Мастера Первого французского авангарда — Абель Ганс, Луи Деллюк, Жан Эпштейн, Марсель Л`Эрбье, Жермена Дюлак — не стремились сломать кинематограф изнутри, они пытались сделать эстетически значимым тот тип фильмов, который показывается в кинотеатрах.»
Кирилл Разлогов

На съёмочной площадке фильма Абеля Ганса «Колесо» под гул поездов, проносящихся всего в метре от декораций, актёр Северен Марс размышляет: «Какое искусство имело более высокомерную, более поэтичную и одновременно реальную мечту, нежели кино? Кинематограф — это самое исключительное средство выражения. И в его пространстве должны обитать лишь люди исключительные, люди самой возвышенной мысли в самые совершенные и таинственные моменты своего бытия».
Через несколько лет, создавая свой блокбастер «Наполеон», Абель Ганс пожелает снять сцену, где маленький Бонапарт играет в снежки, с точки зрения летящего снежка. Портативные кинокамеры (редкую роскошь для тех времён!) уложат в оболочки футбольных мячей. И съёмочная группа примется по команде «мотор!» швырять ими в друг друга.
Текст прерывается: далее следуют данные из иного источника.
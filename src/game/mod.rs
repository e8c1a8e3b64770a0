//! Game state snapshots and transitions.
//!
//! A [`GameState`] is never changed in place. Every transition borrows the
//! current snapshot, clones it, and returns the updated copy, so earlier
//! snapshots stay valid and never share storage with later ones.

use rand::SeedableRng;
use rand_chacha::ChaCha8Rng;
use tracing::debug;

use crate::deck::Deck;
use crate::error::ActionError;
use crate::hand::Hand;
use crate::options::GameOptions;

mod actions;
mod deal;
mod dealer;
pub mod state;

pub use dealer::DealerAction;
pub use state::{Phase, Seat};

/// A snapshot of a single-player blackjack hand.
#[derive(Debug, Clone)]
pub struct GameState {
    /// Cards left to draw.
    deck: Deck,
    /// Current phase.
    phase: Phase,
    /// The player's hand.
    player: Hand,
    /// The dealer's hand.
    dealer: Hand,
    /// Game options.
    options: GameOptions,
    /// Random number generator used by [`GameState::shuffle`].
    rng: ChaCha8Rng,
}

impl GameState {
    /// Creates an empty game with the given seed.
    ///
    /// The game has no cards and no hand in progress; call
    /// [`shuffle`](Self::shuffle) and then [`deal`](Self::deal) to start.
    ///
    /// # Example
    ///
    /// ```
    /// use hitstand::{GameOptions, GameState, Phase};
    ///
    /// let game = GameState::new(GameOptions::default(), 42)
    ///     .shuffle()
    ///     .deal()
    ///     .unwrap();
    /// assert_eq!(game.phase(), Phase::PlayerTurn);
    /// assert_eq!(game.player().len(), 2);
    /// ```
    #[must_use]
    pub fn new(options: GameOptions, seed: u64) -> Self {
        Self {
            deck: Deck::default(),
            phase: Phase::HandOver,
            player: Hand::new(),
            dealer: Hand::new(),
            options,
            rng: ChaCha8Rng::seed_from_u64(seed),
        }
    }

    /// Returns a copy of this state drawing from `deck`.
    ///
    /// Setup helper for tests and fixtures. The card count of the result is
    /// whatever the caller supplies; it is not tied to the previous state.
    #[doc(hidden)]
    #[must_use]
    pub fn with_deck(&self, deck: Deck) -> Self {
        let mut next = self.clone();
        next.deck = deck;
        next
    }

    /// Returns a copy of this state holding the given hands.
    ///
    /// Setup helper for tests and fixtures. The hands are not drawn from the
    /// deck, so card conservation does not hold across this call.
    #[doc(hidden)]
    #[must_use]
    pub fn with_hands(&self, player: Hand, dealer: Hand) -> Self {
        let mut next = self.clone();
        next.player = player;
        next.dealer = dealer;
        next
    }

    /// Replaces the deck with freshly shuffled cards.
    ///
    /// The new deck combines [`GameOptions::decks`] standard decks and does
    /// not depend on the cards currently left; hands and phase are kept.
    #[must_use]
    pub fn shuffle(&self) -> Self {
        let mut next = self.clone();
        next.deck = Deck::new(next.options.decks, &mut next.rng);
        debug!(remaining = next.deck.len(), "shuffled deck");
        next
    }

    /// Returns the current phase.
    #[must_use]
    pub const fn phase(&self) -> Phase {
        self.phase
    }

    /// Returns the game options.
    #[must_use]
    pub const fn options(&self) -> &GameOptions {
        &self.options
    }

    /// Returns the cards left to draw.
    #[must_use]
    pub const fn deck(&self) -> &Deck {
        &self.deck
    }

    /// Returns the number of cards left to draw.
    #[must_use]
    pub fn cards_remaining(&self) -> usize {
        self.deck.len()
    }

    /// Returns the player's hand.
    #[must_use]
    pub const fn player(&self) -> &Hand {
        &self.player
    }

    /// Returns the dealer's hand.
    #[must_use]
    pub const fn dealer(&self) -> &Hand {
        &self.dealer
    }

    /// Returns whose turn it is.
    ///
    /// # Errors
    ///
    /// Returns [`ActionError::NotAnyPlayersTurn`] once the hand is over.
    pub const fn current_seat(&self) -> Result<Seat, ActionError> {
        match self.phase.seat() {
            Some(seat) => Ok(seat),
            None => Err(ActionError::NotAnyPlayersTurn),
        }
    }

    /// Returns the hand belonging to whoever's turn it is.
    ///
    /// # Errors
    ///
    /// Returns [`ActionError::NotAnyPlayersTurn`] once the hand is over.
    pub fn current_hand(&self) -> Result<&Hand, ActionError> {
        Ok(self.hand(self.current_seat()?))
    }

    /// Returns the hand held at `seat`.
    #[must_use]
    pub const fn hand(&self, seat: Seat) -> &Hand {
        match seat {
            Seat::Player => &self.player,
            Seat::Dealer => &self.dealer,
        }
    }

    const fn hand_mut(&mut self, seat: Seat) -> &mut Hand {
        match seat {
            Seat::Player => &mut self.player,
            Seat::Dealer => &mut self.dealer,
        }
    }
}
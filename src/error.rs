//! Error types for game operations.

use thiserror::Error;

/// Errors that can occur during dealing.
#[derive(Debug, Clone, Copy, PartialEq, Eq, Error)]
pub enum DealError {
    /// Fewer than four cards are left in the deck.
    #[error("not enough cards in the deck to deal")]
    NotEnoughCards,
}

/// Errors that can occur when applying a turn action.
#[derive(Debug, Clone, Copy, PartialEq, Eq, Error)]
pub enum ActionError {
    /// The current phase belongs to neither the player nor the dealer.
    #[error("it isn't currently any player's turn")]
    NotAnyPlayersTurn,
    /// Stand was called after the hand already finished.
    #[error("the hand is already over")]
    HandOver,
    /// The dealer was asked to play outside the dealer's turn.
    #[error("it isn't the dealer's turn")]
    NotDealerTurn,
    /// No cards left in the deck.
    #[error("no cards left in the deck")]
    NoCards,
}

/// Input that is neither `hit` nor `stand`.
#[derive(Debug, Clone, Copy, PartialEq, Eq, Error)]
#[error("Options are 'hit' or 'stand'\nPlease pick one of those two options")]
pub struct ParseActionError;
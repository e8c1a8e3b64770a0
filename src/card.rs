//! Card types.

use core::fmt;

/// Card suit.
#[derive(Debug, Clone, Copy, PartialEq, Eq, Hash)]
pub enum Suit {
    /// Spades.
    Spades,
    /// Diamonds.
    Diamonds,
    /// Clubs.
    Clubs,
    /// Hearts.
    Hearts,
}

impl Suit {
    /// All suits in deck-building order.
    pub const ALL: [Self; 4] = [Self::Spades, Self::Diamonds, Self::Clubs, Self::Hearts];
}

impl fmt::Display for Suit {
    fn fmt(&self, f: &mut fmt::Formatter<'_>) -> fmt::Result {
        f.write_str(match self {
            Self::Spades => "Spade",
            Self::Diamonds => "Diamond",
            Self::Clubs => "Club",
            Self::Hearts => "Heart",
        })
    }
}

/// Card rank, Ace through King.
///
/// The discriminant is the rank's ordinal (Ace = 1, King = 13).
#[derive(Debug, Clone, Copy, PartialEq, Eq, PartialOrd, Ord, Hash)]
#[repr(u8)]
pub enum Rank {
    /// Ace.
    Ace = 1,
    /// Two.
    Two,
    /// Three.
    Three,
    /// Four.
    Four,
    /// Five.
    Five,
    /// Six.
    Six,
    /// Seven.
    Seven,
    /// Eight.
    Eight,
    /// Nine.
    Nine,
    /// Ten.
    Ten,
    /// Jack.
    Jack,
    /// Queen.
    Queen,
    /// King.
    King,
}

impl Rank {
    /// All ranks in ascending order.
    pub const ALL: [Self; 13] = [
        Self::Ace,
        Self::Two,
        Self::Three,
        Self::Four,
        Self::Five,
        Self::Six,
        Self::Seven,
        Self::Eight,
        Self::Nine,
        Self::Ten,
        Self::Jack,
        Self::Queen,
        Self::King,
    ];

    /// Returns the rank's ordinal (1 for Ace through 13 for King).
    #[must_use]
    pub const fn ordinal(self) -> u8 {
        self as u8
    }

    /// Returns the rank for an ordinal in `1..=13`.
    #[must_use]
    pub const fn from_ordinal(ordinal: u8) -> Option<Self> {
        match ordinal {
            1..=13 => Some(Self::ALL[ordinal as usize - 1]),
            _ => None,
        }
    }

    /// Returns the value this rank contributes to a hand's minimum score.
    ///
    /// Aces count 1 and face cards are capped at 10.
    #[must_use]
    pub const fn min_value(self) -> u8 {
        let ordinal = self.ordinal();
        if ordinal > 10 { 10 } else { ordinal }
    }
}

impl fmt::Display for Rank {
    fn fmt(&self, f: &mut fmt::Formatter<'_>) -> fmt::Result {
        f.write_str(match self {
            Self::Ace => "Ace",
            Self::Two => "Two",
            Self::Three => "Three",
            Self::Four => "Four",
            Self::Five => "Five",
            Self::Six => "Six",
            Self::Seven => "Seven",
            Self::Eight => "Eight",
            Self::Nine => "Nine",
            Self::Ten => "Ten",
            Self::Jack => "Jack",
            Self::Queen => "Queen",
            Self::King => "King",
        })
    }
}

/// A playing card.
#[derive(Debug, Clone, Copy, PartialEq, Eq, Hash)]
pub struct Card {
    /// The rank of the card.
    pub rank: Rank,
    /// The suit of the card.
    pub suit: Suit,
}

impl Card {
    /// Creates a new card.
    #[must_use]
    pub const fn new(rank: Rank, suit: Suit) -> Self {
        Self { rank, suit }
    }

    /// Returns whether the card is an ace.
    #[must_use]
    pub const fn is_ace(&self) -> bool {
        matches!(self.rank, Rank::Ace)
    }
}

impl fmt::Display for Card {
    fn fmt(&self, f: &mut fmt::Formatter<'_>) -> fmt::Result {
        write!(f, "{} of {}s", self.rank, self.suit)
    }
}

/// Number of cards per deck.
pub const DECK_SIZE: usize = 52;
use tracing::{debug, trace};

use crate::error::ActionError;
use crate::hand::Hand;
use crate::result::{HandSummary, Outcome};

use super::{GameState, Phase};

/// The dealer's fixed decision for a hand.
#[derive(Debug, Clone, Copy, PartialEq, Eq)]
pub enum DealerAction {
    /// Draw another card.
    Hit,
    /// Keep the current hand.
    Stand,
}

impl DealerAction {
    /// Decides the dealer's next move from the dealer's hand alone.
    ///
    /// The dealer hits on 16 or less and on a soft 17, and stands otherwise.
    ///
    /// ```
    /// use hitstand::{Card, DealerAction, Hand, Rank, Suit};
    ///
    /// let soft_17: Hand = [
    ///     Card::new(Rank::Ace, Suit::Hearts),
    ///     Card::new(Rank::Six, Suit::Clubs),
    /// ]
    /// .into_iter()
    /// .collect();
    /// assert_eq!(DealerAction::for_hand(&soft_17), DealerAction::Hit);
    /// ```
    #[must_use]
    pub fn for_hand(hand: &Hand) -> Self {
        let score = hand.score();
        if score <= 16 || (score == 17 && hand.min_score() != 17) {
            Self::Hit
        } else {
            Self::Stand
        }
    }
}

impl GameState {
    /// Plays out the dealer's turn using [`DealerAction::for_hand`].
    ///
    /// Returns the state after the dealer stands or busts, which is always in
    /// [`Phase::HandOver`].
    ///
    /// # Errors
    ///
    /// Returns [`ActionError::NotDealerTurn`] outside the dealer's turn, or
    /// [`ActionError::NoCards`] if the deck runs out while the dealer must
    /// draw.
    pub fn play_dealer(&self) -> Result<Self, ActionError> {
        if self.phase != Phase::DealerTurn {
            return Err(ActionError::NotDealerTurn);
        }

        let mut state = self.clone();
        while state.phase == Phase::DealerTurn {
            let action = DealerAction::for_hand(&state.dealer);
            trace!(
                score = state.dealer.score(),
                min_score = state.dealer.min_score(),
                ?action,
                "dealer decision"
            );
            state = match action {
                DealerAction::Hit => state.hit()?,
                DealerAction::Stand => state.stand()?,
            };
        }

        Ok(state)
    }

    /// Settles the hand.
    ///
    /// Returns the summary with both hands fully revealed, and a state whose
    /// hands are empty. The deck and phase are carried over unchanged.
    #[must_use]
    pub fn end_hand(&self) -> (Self, HandSummary) {
        let player_score = self.player.score();
        let dealer_score = self.dealer.score();
        let outcome = Outcome::from_scores(player_score, dealer_score);
        debug!(player_score, dealer_score, ?outcome, "hand over");

        let mut next = self.clone();
        let summary = HandSummary {
            outcome,
            player: core::mem::take(&mut next.player),
            dealer: core::mem::take(&mut next.dealer),
            player_score,
            dealer_score,
        };

        (next, summary)
    }
}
«Но камеры! Они же разбиваются!» — в отчаянии завопит продюсер.
«Снежки тоже разбиваются», — невозмутимо ответит Ганс.
Но как назвать этих исключительных людей? Они сами называют себя «синефилами». Пресса зубоскалит: «филия» — это мания, «синефилы» значит маньяки. Маньяки же собираются в киноклубе, организованном кинокритиком Луи Деллюком. Заседания проходят в светских гостиных: декольтированные дамы и мужчины во фраках с пафосом рассуждают об искусстве кино. Эта мода не на один сезон, когда через два года режиссёр-авангардист Марсель Л`Эрбье попросит своих светских приятелей поучаствовать в массовке его фильма «Бесчеловечная», на съёмочной площадке появится две с половиной тысячи знатных статистов в вечерних костюмах. Ещё важнее то, что среди поклонников авангардного киноискусства отныне — владельцы поместий, промышленники и банкиры. Они могут помочь авангардному кино. Как? Деньгами, конечно! Ну, а пока, 1920. И на днях Абель Ганс -режиссёр «Колеса» — заявил, что его художественному замыслу мешают телеграфные столбы. Что вы думаете? «Патэ Консорцум» тут же снёс несколько километров телеграфных линий. Ещё бы, ведь даже для Шарля Патэ престиж в высшем свете что-нибудь да значит!
Кроме этого анекдота в светских салонах в те дни во всю обсуждается выход новой книги Луи Деллюка. Её пока ещё никто не читал, но название звучит завораживающе: «Фотогения».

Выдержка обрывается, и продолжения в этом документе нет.